INSTRUCTIONS FOR THE TASK
Nothing but the lines from the one that contains "pub trait Renderer" to the end of the records should be printed, both ends included, exactly as given.

(Collected data)
-=-=-=-=-

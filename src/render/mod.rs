mod frame;
mod null_renderer;
mod primitives;

pub use frame::RenderFrame;
pub use null_renderer::NullRenderer;
pub use primitives::{Color, LinePrimitive, RenderPrimitive, TextPrimitive, TextVAlign};

use crate::error::SurferResult;

/// Contract implemented by any rendering backend.
///
/// A backend receives the complete frame on every pass and replaces whatever
/// it drew before; there is no incremental patching.
pub trait Renderer {
    fn render(&mut self, frame: &RenderFrame) -> SurferResult<()>;
}

#[cfg(feature = "cairo-backend")]
mod cairo_backend;
#[cfg(feature = "cairo-backend")]
pub use cairo_backend::{CairoContextRenderer, CairoRenderStats, CairoRenderer};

-=-=-=-=-

REPLY
pub trait Renderer {
    fn render(&mut self, frame: &RenderFrame) -> SurferResult<()>;
}

#[cfg(feature = "cairo-backend")]
mod cairo_backend;
#[cfg(feature = "cairo-backend")]
pub use cairo_backend::{CairoContextRenderer, CairoRenderStats, CairoRenderer};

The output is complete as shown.